The proposal has yet to be formally approved by House and Senate leaders. But Warren said she and her colleagues “partnered extensively” with the Senate Finance Committee, White House, and Treasury Department to develop this updated proposal for inclusion in the Build Back Better bill.

The current proposal is similar to that presented by President Joe Biden earlier this year as part of the White House’s broader “Made In America” tax agenda.

In March, the government demanded a minimum tax of 15% on income taxes that corporations use to report their profits to investors, known as “book income”.

The White House said at the time that such a provision would “only apply to the very largest corporations” and ensure that large corporations cannot “take advantage of loops in tax law to avoid paying US corporate taxes.”

The Biden proposal differed in some respects from the current Senate proposal.
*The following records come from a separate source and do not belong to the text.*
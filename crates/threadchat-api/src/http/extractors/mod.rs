//! Custom extractors whose rejections use the envelope format.

pub mod json;
//! Conversation lookup, creation and message listing.

pub mod repository;
pub mod store;
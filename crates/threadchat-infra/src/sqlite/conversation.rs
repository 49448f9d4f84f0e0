//! SQLite conversation repository implementation.
//!
//! Implements `ConversationRepository` from `threadchat-core` using sqlx with
//! split read/write pools: raw queries, private Row structs.

use sqlx::Row;
use threadchat_core::conversation::repository::ConversationRepository;
use threadchat_types::conversation::{Conversation, ConversationId, NewConversation};
use threadchat_types::error::RepositoryError;
use threadchat_types::message::Message;

use super::message::MessageRow;
use super::pool::DatabasePool;
use super::{format_datetime, parse_datetime, query_error};

/// SQLite-backed implementation of `ConversationRepository`.
#[derive(Clone)]
pub struct SqliteConversationRepository {
    pool: DatabasePool,
}

impl SqliteConversationRepository {
    /// Create a new repository backed by the given database pool.
    pub fn new(pool: DatabasePool) -> Self {
        Self { pool }
    }
}

/// Internal row type for mapping SQLite rows to domain Conversation.
struct ConversationRow {
    id: String,
    thread_id: String,
    created_at: String,
    updated_at: String,
}

impl ConversationRow {
    fn from_row(row: &sqlx::sqlite::SqliteRow) -> Result<Self, sqlx::Error> {
        Ok(Self {
            id: row.try_get("id")?,
            thread_id: row.try_get("thread_id")?,
            created_at: row.try_get("created_at")?,
            updated_at: row.try_get("updated_at")?,
        })
    }

    fn into_conversation(self) -> Result<Conversation, RepositoryError> {
        let id: ConversationId = self
            .id
            .parse()
            .map_err(|e| RepositoryError::Query(format!("invalid conversation id: {e}")))?;

        Ok(Conversation {
            id,
            thread_id: self.thread_id,
            created_at: parse_datetime(&self.created_at)?,
            updated_at: parse_datetime(&self.updated_at)?,
        })
    }
}

impl ConversationRepository for SqliteConversationRepository {
    async fn find_or_insert(
        &self,
        conversation: &NewConversation,
    ) -> Result<Conversation, RepositoryError> {
        let created_at = format_datetime(&conversation.created_at);

        // ON CONFLICT(id) only: a thread_id collision must still fail loudly.
        sqlx::query(
            r#"INSERT INTO conversations (id, thread_id, created_at, updated_at)
               VALUES (?, ?, ?, ?)
               ON CONFLICT(id) DO NOTHING"#,
        )
        .bind(conversation.id.as_str())
        .bind(&conversation.thread_id)
        .bind(&created_at)
        .bind(&created_at)
        .execute(&self.pool.writer)
        .await
        .map_err(query_error)?;

        let row = sqlx::query("SELECT * FROM conversations WHERE id = ?")
            .bind(conversation.id.as_str())
            .fetch_one(&self.pool.writer)
            .await
            .map_err(query_error)?;

        ConversationRow::from_row(&row)
            .map_err(query_error)?
            .into_conversation()
    }

    async fn get(&self, id: &ConversationId) -> Result<Option<Conversation>, RepositoryError> {
        let row = sqlx::query("SELECT * FROM conversations WHERE id = ?")
            .bind(id.as_str())
            .fetch_optional(&self.pool.reader)
            .await
            .map_err(query_error)?;

        match row {
            Some(row) => {
                let conversation_row = ConversationRow::from_row(&row).map_err(query_error)?;
                Ok(Some(conversation_row.into_conversation()?))
            }
            None => Ok(None),
        }
    }

    async fn delete(&self, id: &ConversationId) -> Result<(), RepositoryError> {
        let result = sqlx::query("DELETE FROM conversations WHERE id = ?")
            .bind(id.as_str())
            .execute(&self.pool.writer)
            .await
            .map_err(query_error)?;

        if result.rows_affected() == 0 {
            return Err(RepositoryError::NotFound);
        }

        Ok(())
    }

    async fn list_messages(&self, id: &ConversationId) -> Result<Vec<Message>, RepositoryError> {
        let rows = sqlx::query(
            "SELECT * FROM messages WHERE conversation_id = ? ORDER BY created_at ASC, rowid ASC",
        )
        .bind(id.as_str())
        .fetch_all(&self.pool.reader)
        .await
        .map_err(query_error)?;

        let mut messages = Vec::with_capacity(rows.len());
        for row in &rows {
            let message_row = MessageRow::from_row(row).map_err(query_error)?;
            messages.push(message_row.into_message()?);
        }

        Ok(messages)
    }
}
One is that the Biden plan sets the income threshold at $ 2 billion, not $ 1 billion. The Senate proposal would therefore apply to more companies.

Biden’s plan also didn’t include a three-year rule that the tax only applies to companies that earn $ 1 billion or more for three consecutive years.

To read the legal language, click here.

Clarification: This story has been updated to better reflect the role of the Treasury Department in implementing the prospective tax.